Les écrans ont colonisé les chambres et les cerveaux de nos enfants. Santé publique France tire la sonnette d’alarme : dès 3 ans, la dépendance numérique s’installe.
Une génération branchée, déconnectée du réel
En 2022, les enfants de 3 à 11 ans passaient en moyenne 1 h 22 d’écrans par jour en maternelle, 1 h 53 en primaire et 2 h 33 pour les plus âgés. Des chiffres vertigineux, qui doublent les jours sans école.
Derrière ces données froides, une réalité sociale : l’enfance française glisse lentement vers la passivité numérique, entre télévision, consoles et smartphones.
La télévision reste reine, représentant jusqu’à 70 % du temps d’écran chez les plus petits. Mais dès 9 ans, le smartphone prend le relais : près de 25 % des élèves de CM2 possèdent déjà leur téléphone personnel, souvent avec accès aux réseaux sociaux, pourtant interdits avant 13 ans.
Les garçons s’enferment dans les jeux vidéo, les filles se réfugient dans les smartphones. Deux dérives, une même fracture : celle d’une enfance qui s’éloigne du monde réel.
Les parents démissionnent, l’État observe
Neuf parents sur dix affirment limiter le temps d’écran de leurs enfants, mais seulement la moitié surveille les contenus. En clair : la quantité inquiète, la qualité échappe. Les chiffres de Santé publique France révèlent un fossé criant : 52 % des parents d’enfants de 3 à 5 ans filtrent les contenus, contre seulement 36 % après 9 ans.
Une érosion du contrôle parental, précisément au moment où les risques explosent : insultes en ligne, moqueries, images inadaptées.
Les réseaux sociaux s’invitent de plus en plus tôt : 7 % des enfants de 6 à 8 ans y ont déjà accès, 25 % dès 9 ans. Des usages hors de tout cadre légal. Pendant ce temps, les pouvoirs publics se contentent de plans d’affichage, comme le site Je protège mon enfant, sans moyens coercitifs réels.
Aucune sanction, aucune vérification technique : la régulation repose sur la bonne volonté.
Résultat : une enfance surexposée, sous surveillance minimale.

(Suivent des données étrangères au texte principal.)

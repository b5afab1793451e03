//! services/api/src/adapters/auth.rs
//!
//! The `AuthProvider` port for one screen connection, backed by the password
//! accounts service. Each connection holds at most one login session id.

use async_trait::async_trait;
use std::sync::{Arc, Mutex};
use study_notes_core::ports::{AuthProvider, PortError, PortResult, SessionEventStream};
use study_notes_core::{AuthSession, SignUpProfile};
use tracing::warn;

use crate::accounts::AccountService;

pub struct PasswordAuth {
    accounts: AccountService,
    current: Arc<Mutex<Option<String>>>,
}

impl PasswordAuth {
    /// `session_id` is the login session the connection was opened with, if any.
    pub fn new(accounts: AccountService, session_id: Option<String>) -> Self {
        Self {
            accounts,
            current: Arc::new(Mutex::new(session_id)),
        }
    }

    /// The login session currently held by this connection.
    pub fn session_id(&self) -> Option<String> {
        self.current.lock().map(|held| held.clone()).unwrap_or(None)
    }

    fn hold(&self, session_id: Option<String>) -> Option<String> {
        match self.current.lock() {
            Ok(mut held) => std::mem::replace(&mut *held, session_id),
            Err(poisoned) => std::mem::replace(&mut *poisoned.into_inner(), session_id),
        }
    }
}

#[async_trait]
impl AuthProvider for PasswordAuth {
    async fn current_session(&self) -> PortResult<Option<AuthSession>> {
        let Some(session_id) = self.session_id() else {
            return Ok(None);
        };
        match self.accounts.session(&session_id).await {
            Ok(session) => Ok(Some(session)),
            Err(PortError::NotFound(_)) => {
                self.hold(None);
                Ok(None)
            }
            Err(e) => Err(e),
        }
    }

    fn session_changes(&self) -> SessionEventStream {
        self.accounts.hub().subscribe(self.current.clone())
    }

    async fn sign_up(&self, email: &str, password: &str, profile: &SignUpProfile) -> PortResult<()> {
        self.accounts.register(email, password, profile).await.map(|_| ())
    }

    async fn sign_in_with_password(&self, email: &str, password: &str) -> PortResult<AuthSession> {
        let session = self.accounts.login(email, password).await?;
        if let Some(previous) = self.hold(Some(session.id.clone())) {
            warn!("Replacing a held login session on sign-in");
            if let Err(e) = self.accounts.logout(&previous).await {
                warn!(error = %e, "Failed to end the replaced login session");
            }
        }
        Ok(session)
    }

    async fn sign_out(&self) -> PortResult<()> {
        match self.hold(None) {
            Some(session_id) => self.accounts.logout(&session_id).await,
            None => Ok(()),
        }
    }
}

#[cfg(test)]
mod tests {
    use super::*;
    use crate::testing::{account_service, MemoryAccounts};
    use futures::StreamExt;
    use study_notes_core::{Role, SessionEvent};

    #[tokio::test]
    async fn test_sign_in_holds_the_session() {
        let store = MemoryAccounts::new();
        store.add_verified("ada@school.edu", "secret1", Role::Student);
        let auth = PasswordAuth::new(account_service(store.clone()), None);

        assert!(auth.current_session().await.unwrap().is_none());
        let session = auth.sign_in_with_password("ada@school.edu", "secret1").await.unwrap();
        assert_eq!(auth.session_id(), Some(session.id.clone()));

        let restored = auth.current_session().await.unwrap().unwrap();
        assert_eq!(restored.identity.email, "ada@school.edu");

        auth.sign_out().await.unwrap();
        assert_eq!(auth.session_id(), None);
        assert!(!store.has_session(&session.id));
    }

    #[tokio::test]
    async fn test_unknown_cookie_session_restores_as_anonymous() {
        let store = MemoryAccounts::new();
        let auth = PasswordAuth::new(account_service(store), Some("stale".to_string()));
        assert!(auth.current_session().await.unwrap().is_none());
        assert_eq!(auth.session_id(), None);
    }

    #[tokio::test]
    async fn test_logout_elsewhere_reaches_this_connection() {
        let store = MemoryAccounts::new();
        store.add_verified("ada@school.edu", "secret1", Role::Student);
        let accounts = account_service(store);
        let session = accounts.login("ada@school.edu", "secret1").await.unwrap();

        let auth = PasswordAuth::new(accounts.clone(), Some(session.id.clone()));
        let mut events = auth.session_changes();
        accounts.logout(&session.id).await.unwrap();
        assert_eq!(events.next().await, Some(SessionEvent::SignedOut));
    }
}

Sous l’écran, la fracture sociale et éducative
L’étude Enabee met en évidence une fracture sociale et éducative profonde : plus le niveau de diplôme et les revenus des parents sont faibles, plus le temps d’exposition des enfants aux écrans augmente. Dans les foyers modestes, souvent contraints par le manque de temps ou d’espace, les écrans remplacent la présence parentale et deviennent une solution de facilité, au détriment de la lecture, du jeu ou du sport.
Cette surconsommation numérique n’est pas sans conséquences : elle altère la santé mentale, la concentration et la créativité des plus jeunes, tout en accentuant les inégalités culturelles. À force de promouvoir le tout-numérique, la société française prépare une génération dépendante à la stimulation instantanée, où le confort technologique supplante l’effort et la réflexion, un glissement inquiétant pour une République fondée sur l’éducation et la raison.
La solution ne viendra ni des plateformes ni des écrans connectés « responsables ».
Elle passera par un retour à l’autorité parentale, au bon sens et à la transmission.
Car protéger l’enfance, ce n’est pas interdire le progrès : c’est rappeler les limites, celles qui font grandir.